==== Recorded data

//! `ManagerConfig` assembles a [`crate::manager::Manager`]. The library takes
//! a plain struct, no config-file parsing — that lives in `membank-cli`.

use std::path::PathBuf;

use crate::cache::EvictionStrategy;
use crate::replication::ReplicationConfig;
use crate::resolver::ResolverMode;

#[derive(Debug, Clone)]
pub enum BackendKind {
    TabularDurable { path: PathBuf },
    TabularMemory,
    Tree { root: PathBuf },
}

#[derive(Debug, Clone)]
pub struct CacheConfig {
    pub max_size: usize,
    pub ttl_ms: Option<i64>,
    pub strategy: EvictionStrategy,
}

impl Default for CacheConfig {
    fn default() -> Self {
        CacheConfig {
            max_size: 10_000,
            ttl_ms: None,
            strategy: EvictionStrategy::Lru,
        }
    }
}

#[derive(Debug, Clone)]
pub struct ManagerConfig {
    pub node_id: String,
    pub backend: BackendKind,
    pub cache: CacheConfig,
    pub replication: Option<ReplicationConfig>,
    pub resolver_mode: ResolverMode,
    /// Fixed embedding width for the indexer's vector store; `None`
    /// disables vector search.
    pub vector_dimensions: Option<usize>,
    pub namespaces_enabled: bool,
}

impl ManagerConfig {
    pub fn in_memory(node_id: impl Into<String>) -> Self {
        ManagerConfig {
            node_id: node_id.into(),
            backend: BackendKind::TabularMemory,
            cache: CacheConfig::default(),
            replication: None,
            resolver_mode: ResolverMode::VectorClock,
            vector_dimensions: None,
            namespaces_enabled: true,
        }
    }
}
use std::path::PathBuf;

use anyhow::{Context, Result};
use clap::Parser;
use log::info;

use membank::config::{BackendKind, CacheConfig, ManagerConfig};
use membank::manager::Manager;
use membank::resolver::ResolverMode;

use membank_cli::command::{run_command, Command};
use membank_cli::config::ConfigLoad;
use membank_cli::trace;

#[derive(Debug, Parser)]
#[command(version, author, about = "membank CLI")]
pub struct Args {
    /// Configuration file path.
    #[clap(short = 'c', long = "config", default_value = "config/membank.yaml")]
    config: String,

    #[clap(long, help = "Override the configured backend: tabular | tree")]
    backend: Option<String>,

    #[clap(long, help = "Override the configured data directory")]
    data_dir: Option<PathBuf>,

    #[clap(short = 'l', long, default_value = "info")]
    log_level: String,

    #[clap(short, long, help = "print the resolved configuration before running")]
    debug: bool,

    #[clap(subcommand)]
    cmd: Command,
}

#[tokio::main]
pub async fn main() -> Result<()> {
    let args = Args::parse();

    let log_dir = format!(
        "{}/.membank-cli",
        std::env::var("HOME").unwrap_or_else(|_| ".".to_string())
    );
    let _guards = trace::init_logging(&log_dir, &args.log_level).await?;

    let mut cfg = ConfigLoad::load(&args.config);
    if let Some(backend) = &args.backend {
        cfg.backend = backend.clone();
    }
    if let Some(data_dir) = &args.data_dir {
        cfg.data_dir = data_dir.display().to_string();
    }
    if args.debug {
        println!("{cfg:#?}");
    }
    info!("membank-cli starting with config: {:?}", &cfg);

    let backend = match cfg.backend.as_str() {
        "tree" => BackendKind::Tree {
            root: PathBuf::from(&cfg.data_dir),
        },
        _ => BackendKind::TabularDurable {
            path: PathBuf::from(&cfg.data_dir),
        },
    };

    let manager_config = ManagerConfig {
        node_id: cfg.node_id.clone(),
        backend,
        cache: CacheConfig::default(),
        replication: None,
        resolver_mode: ResolverMode::VectorClock,
        vector_dimensions: cfg.vector_dimensions,
        namespaces_enabled: true,
    };

    let mut manager = Manager::new(manager_config).context("failed to open memory bank")?;
    let result = run_command(args.cmd, &mut manager);
    manager.close().context("failed to close memory bank cleanly")?;
    result
}
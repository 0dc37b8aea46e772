use serde_derive::{Deserialize, Serialize};

#[derive(Debug, Serialize, Deserialize)]
pub struct ConfigLoad {
    version: u8,

    pub node_id: String,

    /// "tabular" (embedded log-structured store) or "tree" (markdown files).
    pub backend: String,

    pub data_dir: String,

    pub log_level: String,

    #[serde(default)]
    pub vector_dimensions: Option<usize>,
}

impl Default for ConfigLoad {
    fn default() -> Self {
        ConfigLoad {
            version: 1,
            node_id: "local".to_string(),
            backend: "tabular".to_string(),
            data_dir: "./membank-data".to_string(),
            log_level: "info".to_string(),
            vector_dimensions: None,
        }
    }
}

impl ConfigLoad {
    pub fn load(path: &str) -> Self {
        match std::fs::read_to_string(path) {
            Ok(contents) => match serde_yaml::from_str(&contents) {
                Ok(config) => config,
                Err(err) => {
                    log::warn!("failed to parse config at {path}, using defaults: {err}");
                    ConfigLoad::default()
                }
            },
            Err(_) => ConfigLoad::default(),
        }
    }
}
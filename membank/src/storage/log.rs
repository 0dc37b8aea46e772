use std::io::{BufReader, BufWriter, Read, Seek, SeekFrom, Write};
use std::path::PathBuf;
use fs4::FileExt;
use crate::error::{CResult, Error};
use crate::storage::KeyDir;

/// A append-only log file, containing a sequence of key/value entries encoded as follows;
///
/// - Key length as big-endian u32.
/// - Value length as big-endian i32, or -1 for tombstones.
/// - Key as raw bytes (max 2 GB).
/// - Value as raw bytes (max 2 GB).
pub struct Log {
    /// Path to the log file.
    pub(crate) path: PathBuf,
    /// The opened file containing the log.
    pub(crate) file: std::fs::File,
}

impl Log {
    /// Opens a log file, or creates one if it does not exist.
    /// Takes out an exclusive lock on the file until it is closed, or errors if the lock is already held.
    pub fn new(path: PathBuf) -> CResult<Self> {
        Self::new_with_lock(path, true)
    }

    pub fn new_with_lock(path: PathBuf, try_lock: bool) -> CResult<Self> {
        if let Some(dir) = path.parent() {
            match std::fs::create_dir_all(dir) {
                Ok(_) => {}
                Err(err) => {
                    return Err(Error::Internal(format!("{}:{:?}", err.to_string(), dir.to_str())))
                }
            }
        }

        let file = std::fs::OpenOptions::new()
                            .read(true)
                            .write(true)
                            .create(true)
                            // .create_new(true)
                            .open(&path)?;

        if try_lock {
            // 锁文件。 不允许其他进程篡改。 如果其他进程尝试篡改，则报错： "另一个程序已锁定文件的一部分，进程无法访问。 (os error 33)"
            file.try_lock_exclusive()?;
        }

        Ok(Self { path, file })
    }

    /// Rebuild LogCask according to the log。
    /// Used to read the log file and recover the BTreeMap in the memory when the database is started.
    ///
    /// Logic:
    ///    1. Traverse from the beginning of the log file
    ///    2. Read out key_len and value_len first, where if value_len is -1, it proves that it is tombstone at present.
    ///    3. If it is -1, encapsulate a none, otherwise calculate the value_offset.
    ///    4. Read out the key, and then decide whether to insert or delete the map according to whether it is tombstone.
    ///    5. Error handling
    ///    6. Loop until the end of the log file
    pub fn build_keydir(&mut self) -> CResult<KeyDir> {
        let mut len_buf = [0u8; 4];
        let mut keydir = KeyDir::new();
        let file_len = self.file.metadata()?.len();
        let mut r = BufReader::new(&mut self.file);

        // step 1
        let mut pos = r.seek(SeekFrom::Start(0))?;

        while pos < file_len {
            // Read the next entry from the file, returning the key, value
            // position, and value length or None for tombstones.
            let mut result = || -> Result<(Vec<u8>, u64, Option<u32>), std::io::Error> {
                // step 2
                r.read_exact(&mut len_buf)?;
                let key_len = u32::from_be_bytes(len_buf);
                r.read_exact(&mut len_buf)?;
                let value_len_or_tombstone = match i32::from_be_bytes(len_buf) {
                    l if l >= 0 => Some(l as u32),
                    _ => None, // -1 for tombstones
                };
                // step 3
                let value_pos = pos + 4 + 4 + key_len as u64;

                let mut key = vec![0; key_len as usize];
                r.read_exact(&mut key)?;

                if let Some(value_len) = value_len_or_tombstone {
                    if value_pos + value_len as u64 > file_len {
                        return Err(std::io::Error::new(
                            std::io::ErrorKind::UnexpectedEof,
                            "value extends beyond end of file",
                        ));
                    }
                    r.seek_relative(value_len as i64)?; // avoids discarding buffer
                }

                Ok((key, value_pos, value_len_or_tombstone))
            };

            // step 4
            match result() {
                // Populate the keydir with the entry, or remove it on tombstones.
                Ok((key, value_pos, Some(value_len))) => {
                    keydir.insert(key, (value_pos, value_len));
                    pos = value_pos + value_len as u64;
                }
                Ok((key, value_pos, None)) => {
                    keydir.remove(&key);
                    pos = value_pos;
                }

                // step 5
                // If an incomplete entry was found at the end of the file, assume an
                // incomplete write and truncate the file.
                Err(err) if err.kind() == std::io::ErrorKind::UnexpectedEof => {
                    log::error!("Found incomplete entry at offset {}, truncating file", pos);
                    self.file.set_len(pos)?;
                    break;
                }
                Err(err) => return Err(err.into()),
            }
        }

        Ok(keydir)
    }

    /// It is necessary to read the corresponding value according to the incoming offset and length.
    pub fn read_value(&mut self, value_pos: u64, value_len: u32) -> CResult<Vec<u8>> {
        let mut value = vec![0; value_len as usize];
        self.file.seek(SeekFrom::Start(value_pos))?;
        self.file.read_exact(&mut value)?;
        Ok(value)
    }

    /// Appends a key/value entry to the log file, using a None value for tombstones. It returns the position and length of the entry.
    ///
    /// Write key_len, value_len(or tombstone), key_bytes and value_bytes respectively (if it is deleted for so long), finally call flush to persist to disk,
    /// and finally return an offset and len for saving in BTreeMap.
    pub fn write_entry(&mut self, key: &[u8], value: Option<&[u8]>) -> CResult<(u64, u32)> {
        let key_len = key.len() as u32;
        let value_len = value.map_or(0, |v| v.len() as u32);
        let value_len_or_tombstone = value.map_or(-1, |v| v.len() as i32);
        let len = 4 + 4 + key_len + value_len;

        let pos = self.file.seek(SeekFrom::End(0))?;
        let mut w = BufWriter::with_capacity(len as usize, &mut self.file);
        w.write_all(&key_len.to_be_bytes())?;
        w.write_all(&value_len_or_tombstone.to_be_bytes())?;
        w.write_all(key)?;
        if let Some(value) = value {
            w.write_all(value)?;
        }
        w.flush()?;

        Ok((pos, len))
    }
}
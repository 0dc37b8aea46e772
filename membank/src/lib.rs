#![allow(non_camel_case_types)]

//! `membank` is a distributed, namespaced, versioned memory bank: clients
//! write opaque documents (strings, numbers, booleans, sequences, or nested
//! mappings) tagged with a category, key, and namespace, and the store
//! guarantees eventual convergence across replicas via a CRDT-style
//! conflict resolver, fast point/range lookup through an in-memory index,
//! and pluggable persistence (an embedded ordered key-value store, or a
//! human-readable file tree).
//!
//! The lowest layer is a log-structured byte engine, adapted from a prior
//! single-node key-value project: key/value pairs are appended to a log
//! file and their positions tracked in an in-memory keydir, compacted on
//! demand. [`storage::tabular::TabularBackend`] builds namespace/category/key
//! semantics on top of it; [`storage::tree::TreeBackend`] is a parallel
//! implementation over a directory of markdown files.
//!
//! ## Getting started
//!
//! ```rust
//! use membank::config::ManagerConfig;
//! use membank::manager::{Manager, StoreRequest};
//! use membank::value::Value;
//!
//! # fn run() -> membank::error::CResult<()> {
//! let mut manager = Manager::new(ManagerConfig::in_memory("node-a"))?;
//!
//! let stored = manager.store(
//!     StoreRequest {
//!         value: Value::String("world".into()),
//!         category: Some("note".into()),
//!         key: Some("hello".into()),
//!         ..Default::default()
//!     },
//!     None,
//!     None,
//! )?;
//! let fetched = manager.get("note", "hello", None, None)?.unwrap();
//! assert_eq!(fetched.value, Value::String("world".into()));
//! assert_eq!(stored.id, fetched.id);
//! # Ok(())
//! # }
//! # run().unwrap();
//! ```

pub mod error;
pub mod value;
pub mod resolver;
pub mod storage;
pub mod codec;
pub mod cache;
pub mod indexer;
pub mod replication;
pub mod namespace;
pub mod events;
pub mod config;
pub mod manager;
/// 用于表示当前存储引擎的状态
#[derive(Clone, Debug, PartialEq, Serialize, Deserialize)]
pub struct Status {
    /// The name of the storage engine.
    pub name: String,

    /// The number of live keys in the engine.
    pub keys: u64,

    /// The logical size of live key/value pairs.
    pub size: u64,

    /// The on-disk size of all data, live and garbage.
    pub total_disk_size: u64,

    /// The on-disk size of live data.
    pub live_disk_size: u64,
    
    /// The on-disk size of garbage data.
    pub garbage_disk_size: u64,
}

/// Aggregate stats a persistence backend reports via `getStats()`.
#[derive(Clone, Debug, Default, PartialEq, Serialize, Deserialize)]
pub struct BackendStats {
    pub item_count: u64,
    pub category_count: u64,
    pub total_bytes: u64,
    pub oldest_timestamp: Option<i64>,
    pub newest_timestamp: Option<i64>,
}

/// The item-level persistence contract shared by the tabular and tree
/// backends (§4.2/§4.3). Both translate namespace/category/key semantics
/// down to their own storage medium.
pub trait Backend: Send + Sync {
    fn initialize(&mut self) -> CResult<()>;

    /// Upsert; atomic per item.
    fn store(&mut self, item: &Item) -> CResult<()>;

    /// Point lookup within default scope; callers combine with a namespace
    /// filter.
    fn get(&mut self, namespace: &str, category: &str, key: &str) -> CResult<Option<Item>>;

    fn query(&mut self, query: &Query) -> CResult<Vec<Item>>;

    /// Remove by primary key; returns whether a row existed.
    fn delete(&mut self, namespace: &str, category: &str, key: &str) -> CResult<bool>;

    /// Read-modify-write: applies `mutate` to the existing item and refreshes
    /// `updated_at`; returns false if no item existed.
    fn update(
        &mut self,
        namespace: &str,
        category: &str,
        key: &str,
        now_ms: i64,
        mutate: &dyn Fn(&mut Item),
    ) -> CResult<bool>;

    fn get_stats(&mut self) -> CResult<BackendStats>;

    fn close(&mut self) -> CResult<()>;
}

/// A scan iterator, with a blanket implementation (in lieu of trait aliases).
pub trait ScanIteratorT: DoubleEndedIterator<Item = CResult<(Vec<u8>, Vec<u8>)>> {}

impl<I: DoubleEndedIterator<Item = CResult<(Vec<u8>, Vec<u8>)>>> ScanIteratorT for I {}
#[derive(Debug, Clone, Default)]
pub struct ExportOptions {
    pub namespace: Option<String>,
    pub categories: Option<BTreeSet<String>>,
    /// Requests at-rest encryption of the exported snapshot. Not
    /// implemented: rejected with `Error::ValidationError` rather than
    /// silently producing an unencrypted export.
    pub encrypt: bool,
}

#[derive(Debug, Clone, Default)]
pub struct ImportOptions {
    pub namespace_override: Option<String>,
    pub merge: bool,
}

pub struct Manager {
    node_id: String,
    backend: Box<dyn Backend>,
    cache: Cache,
    indexer: Indexer,
    resolver: Box<dyn Resolver>,
    replicator: Option<Replicator>,
    namespaces: NamespaceManager,
    namespaces_enabled: bool,
    events: EventBus,
    counter: u64,
}
use std::collections::BTreeSet;

use anyhow::{Context, Result};
use clap::Subcommand;
use log::info;

use membank::manager::{ExportFormat, ExportOptions, ImportOptions, Manager, StoreRequest};
use membank::value::Value;

/// The operations exposed by the CLI: a thin wrapper over the manager
/// facade's public API, not where any invariant is enforced.
#[derive(Debug, Subcommand)]
pub enum Command {
    /// Store a value under category/key, creating or updating it.
    Store {
        category: String,
        key: String,
        /// A JSON document, or a plain string if it doesn't parse as JSON.
        value: String,
        #[clap(long)]
        namespace: Option<String>,
        #[clap(long, value_delimiter = ',')]
        tags: Vec<String>,
        #[clap(long)]
        ttl_ms: Option<i64>,
    },

    /// Fetch a single item by category/key.
    Get {
        category: String,
        key: String,
        #[clap(long)]
        namespace: Option<String>,
    },

    /// Delete an item by category/key.
    Delete {
        category: String,
        key: String,
        #[clap(long)]
        namespace: Option<String>,
    },

    /// List items matching filters.
    Query {
        #[clap(long)]
        category: Option<String>,
        #[clap(long)]
        tag: Option<String>,
        #[clap(long)]
        namespace: Option<String>,
        #[clap(long)]
        as_of: Option<i64>,
        #[clap(long)]
        limit: Option<usize>,
    },

    /// Dump the store (or a filtered slice of it) as JSON or markdown.
    Export {
        #[clap(long, default_value = "json")]
        format: String,
        #[clap(long)]
        namespace: Option<String>,
    },

    /// Load a JSON snapshot produced by `export`.
    Import {
        file: String,
        #[clap(long)]
        merge: bool,
        #[clap(long)]
        namespace: Option<String>,
    },

    /// Print backend/cache/replication statistics.
    Stats,
}

pub fn run_command(command: Command, manager: &mut Manager) -> Result<()> {
    match command {
        Command::Store {
            category,
            key,
            value,
            namespace,
            tags,
            ttl_ms,
        } => {
            info!("storing {category}/{key}");
            let parsed = serde_json::from_str::<Value>(&value).unwrap_or(Value::String(value));
            let stored = manager
                .store(
                    StoreRequest {
                        value: parsed,
                        category: Some(category),
                        key: Some(key),
                        tags: tags.into_iter().collect::<BTreeSet<_>>(),
                        ttl_ms,
                        ..Default::default()
                    },
                    namespace,
                    None,
                )
                .context("store failed")?;
            println!("{}", serde_json::to_string_pretty(&stored)?);
            Ok(())
        }
        Command::Get { category, key, namespace } => {
            match manager.get(&category, &key, namespace, None).context("get failed")? {
                Some(item) => println!("{}", serde_json::to_string_pretty(&item)?),
                None => println!("null"),
            }
            Ok(())
        }
        Command::Delete { category, key, namespace } => {
            let existed = manager.delete(&category, &key, namespace, None).context("delete failed")?;
            println!("{existed}");
            Ok(())
        }
        Command::Query {
            category,
            tag,
            namespace,
            as_of,
            limit,
        } => {
            let query = membank::value::Query {
                categories: category.map(|c| [c].into_iter().collect()),
                tags: tag.map(|t| [t].into_iter().collect()),
                namespace,
                as_of,
                limit,
                ..Default::default()
            };
            let items = manager.query(&query, None).context("query failed")?;
            println!("{}", serde_json::to_string_pretty(&items)?);
            Ok(())
        }
        Command::Export { format, namespace } => {
            let format = match format.as_str() {
                "markdown" | "md" => ExportFormat::Markdown,
                _ => ExportFormat::Snapshot,
            };
            let rendered = manager
                .export(format, ExportOptions { namespace, categories: None, ..Default::default() })
                .context("export failed")?;
            println!("{rendered}");
            Ok(())
        }
        Command::Import { file, merge, namespace } => {
            let contents = std::fs::read_to_string(&file).with_context(|| format!("reading {file}"))?;
            let snapshot: membank::value::Snapshot = serde_json::from_str(&contents)?;
            let count = manager
                .import(
                    snapshot,
                    ImportOptions {
                        namespace_override: namespace,
                        merge,
                    },
                )
                .context("import failed")?;
            println!("imported {count} items");
            Ok(())
        }
        Command::Stats => {
            let stats = manager.get_stats().context("stats failed")?;
            println!("{stats:#?}");
            Ok(())
        }
    }
}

========

# Instructions to follow
The reply should hold only the lines of the listing above starting at the line containing "use clap::Subcommand;" and ending at the line containing "Print backend/cache/replication statistics.", exactly as written.

# Solution for this exercise
use clap::Subcommand;
use log::info;

use membank::manager::{ExportFormat, ExportOptions, ImportOptions, Manager, StoreRequest};
use membank::value::Value;

/// The operations exposed by the CLI: a thin wrapper over the manager
/// facade's public API, not where any invariant is enforced.
#[derive(Debug, Subcommand)]
pub enum Command {
    /// Store a value under category/key, creating or updating it.
    Store {
        category: String,
        key: String,
        /// A JSON document, or a plain string if it doesn't parse as JSON.
        value: String,
        #[clap(long)]
        namespace: Option<String>,
        #[clap(long, value_delimiter = ',')]
        tags: Vec<String>,
        #[clap(long)]
        ttl_ms: Option<i64>,
    },

    /// Fetch a single item by category/key.
    Get {
        category: String,
        key: String,
        #[clap(long)]
        namespace: Option<String>,
    },

    /// Delete an item by category/key.
    Delete {
        category: String,
        key: String,
        #[clap(long)]
        namespace: Option<String>,
    },

    /// List items matching filters.
    Query {
        #[clap(long)]
        category: Option<String>,
        #[clap(long)]
        tag: Option<String>,
        #[clap(long)]
        namespace: Option<String>,
        #[clap(long)]
        as_of: Option<i64>,
        #[clap(long)]
        limit: Option<usize>,
    },

    /// Dump the store (or a filtered slice of it) as JSON or markdown.
    Export {
        #[clap(long, default_value = "json")]
        format: String,
        #[clap(long)]
        namespace: Option<String>,
    },

    /// Load a JSON snapshot produced by `export`.
    Import {
        file: String,
        #[clap(long)]
        merge: bool,
        #[clap(long)]
        namespace: Option<String>,
    },

    /// Print backend/cache/replication statistics.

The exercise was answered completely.